Dieses Verhalten erweist sich zunehmend als Schlag ins Wasser. Arbeit ist räumlich mobiler geworden, weil Informations-und Wanderungskosten gesunken sind. Mehr Handel und Kapitalverkehr reichen nicht mehr aus, um die unterschiedlichen Beschäftigungsniveaus in den Mitgliedsstaaten auszugleichen. Mehr Wanderung aber löst Lohndumpingvorwürfe aus, auch Fremdenfeindlichkeit. Die dagegen eingesetzten Maßnahmen (z.B. Entsendegesetz) sind der "Gleichmacher" und begrenzen den Wettbewerb, den Integration an sich beleben sollte. Sie schaffen Streit und verursachen hohe volkswirtschaftliche Kosten. Eine Achterbahnfahrt der Integration beginnt.
Problemfeld Handel mit Dienstleistungen
Davon war ASEAN immer weit entfernt. Von Beginn an war Arbeitnehmerfreizügigkeit ein Tabu in ASEAN. Es stand nie auf der Agenda der Integration. Die einzelnen Mitglieder behalten sich nationale Lösungen wie Quoten vor. So kann ASEAN Kosten der Desintegration vermeiden und bleibt eine "flache" Gemeinschaft.

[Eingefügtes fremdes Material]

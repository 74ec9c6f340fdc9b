//! Fact conflict resolution.
//!
//! Facts are grouped by normalized topic. Within a group, out-of-scope facts
//! are dropped and the rest are ranked by `(precedence_rank, authority rank,
//! insertion order)`. The first becomes canonical; losers from binding sources
//! are superseded and losers from reference or internal sources stay proposed.

mod resolver;

use serde::{Deserialize, Serialize};

use crate::conflict::Conflict;
use crate::fact::{Fact, FactId};

pub use resolver::{resolve_facts, validate_facts};

/// Outcome for one topic with at least one in-scope fact.
#[derive(Debug, Clone, PartialEq, Eq, Serialize, Deserialize)]
pub struct TopicResolution {
    /// Topic text as written on the first fact seen for the topic.
    pub topic: String,
    pub canonical: FactId,

    #[serde(default)]
    pub superseded: Vec<FactId>,

    #[serde(default)]
    pub proposed: Vec<FactId>,

    /// In-scope claims disagree.
    #[serde(default)]
    pub disputed: bool,
}

/// Output of [`resolve_facts`].
#[derive(Debug, Clone, Default, PartialEq, Eq)]
pub struct Resolution {
    /// Every input fact in input order. Excluded facts keep the default status.
    pub facts: Vec<Fact>,

    /// Facts whose scope predicate failed, in input order.
    pub excluded: Vec<FactId>,

    /// Per-topic outcomes ordered by first appearance.
    pub topics: Vec<TopicResolution>,

    /// One conflict per disputed topic.
    pub conflicts: Vec<Conflict>,
}

impl Resolution {
    /// Finds the outcome for a topic (normalized match).
    #[must_use]
    pub fn topic(&self, topic: &str) -> Option<&TopicResolution> {
        let key = crate::text::normalize_key(topic);
        self.topics
            .iter()
            .find(|t| crate::text::normalize_key(&t.topic) == key)
    }

    /// Returns the canonical facts in input order.
    pub fn canonical_facts(&self) -> impl Iterator<Item = &Fact> {
        self.facts.iter().filter(|f| f.is_canonical())
    }
}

Es gibt eine zweite rote Linie, an der sich Kontroversen in der EU entzünden. Das ist der freie Dienstleistungshandel, der bis heute nicht die Qualität des freien Güterhandels erreicht hat. Das Prinzip der Wettbewerbsbedingungen des Ursprungslandes wird bekämpft. Kulturelle nationale Besonderheiten wie die deutsche Preisbindung im Bucheinzelhandel werden hochgehalten. Auch hier ähnelt die EU-Integration einer Achterbahnfahrt mit hohen Kosten.
Kein Modell ist perfekt
Man kann argumentieren, dass ein mangelnder Ehrgeiz von ASEAN beim Übergang zu einer tiefen Integration einem höheren Gewicht der Region in den weltwirtschaftlichen Beziehungen entgegensteht und daher in seinen verpassten Chancen nicht zu rosig gesehen werden sollte. Aber ASEAN hat diese Begrenzungen von Anfang an erkannt und damit die Achterbahnkosten vermieden, mit denen sich die EU heute herumschlägt. ASEAN tut, was es kann; die EU versucht mehr, als sie verwirklichen kann. Die vergleichende Kostenbilanz von "flacher" und "tiefer" Integration fällt im Jahr der runden Geburtstage beider Gemeinschaften nicht so eindeutig zugunsten der EU aus, wie viele behaupten.
Rolf J. Langhammer ist einer der führenden deutschen Wirtschaftswissenschaftler. Er ist spezialisiert auf Entwicklungs- und Handelsfragen. Er war bis 2012 Vizepräsident des Instituts für Weltwirtschaft in Kiel, für das er bis heute arbeitet.